//! Centralized defaults and tuning constants for job progression.
//!
//! Config files may override every value here; these are the fallbacks used
//! when a field is omitted and the floors applied when a field is invalid.

// Keys ---------------------------------------------------------------------
/// Marker matching any object, or every globally configured reward.
pub const WILDCARD: &str = "*";
/// Currency key used as the fallback for per-currency daily limits.
pub const DEFAULT_CURRENCY: &str = "*";
/// Level-up command key that applies on every level.
pub const EVERY_LEVEL: u32 = 0;
/// Prefix of the permission node guarding a job.
pub const JOB_PERMISSION_PREFIX: &str = "jobcraft.job.";

// Leveling -----------------------------------------------------------------
pub(crate) const DEFAULT_MAX_LEVEL: i32 = 100;
pub(crate) const DEFAULT_MAX_SECONDARY_LEVEL: i32 = 30;
pub(crate) const DEFAULT_INITIAL_XP: i32 = 1_000;
pub(crate) const DEFAULT_XP_FACTOR: f64 = 1.093;
pub(crate) const MIN_XP_FACTOR: f64 = 1.0;

// Modifiers ----------------------------------------------------------------
pub(crate) const DEFAULT_MULTIPLIER_BASE: f64 = 1.0;
pub(crate) const DEFAULT_MULTIPLIER_PER_LEVEL: f64 = 0.01;
pub(crate) const DEFAULT_MULTIPLIER_STEP: f64 = 1.0;

// Special orders -----------------------------------------------------------
pub(crate) const DEFAULT_ORDER_OBJECTIVES: (i32, i32) = (1, 2);
pub(crate) const DEFAULT_ORDER_DURATION_SECS: (i32, i32) = (14_400, 43_200);
pub(crate) const DEFAULT_ORDER_REWARDS: (i32, i32) = (1, 3);
pub(crate) const DEFAULT_ORDER_COST_CURRENCY: &str = "vault";
pub(crate) const DEFAULT_ORDER_COST: f64 = 5_000.0;
pub(crate) const DEFAULT_OBJECTIVE_OBJECTS_AMOUNT: (i32, i32) = (1, 5);
pub(crate) const DEFAULT_OBJECTIVE_OBJECT_COUNT: (i32, i32) = (100, 500);
pub(crate) const DEFAULT_UNLOCK_LEVEL: i32 = 1;
pub(crate) const MILLIS_PER_SECOND: i64 = 1_000;

// Objective rewards --------------------------------------------------------
pub(crate) const FULL_CHANCE: f64 = 100.0;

_Action item_. What is needed is the number of lines in the data that hold the word "used", with nothing added.

_Written reply_. 2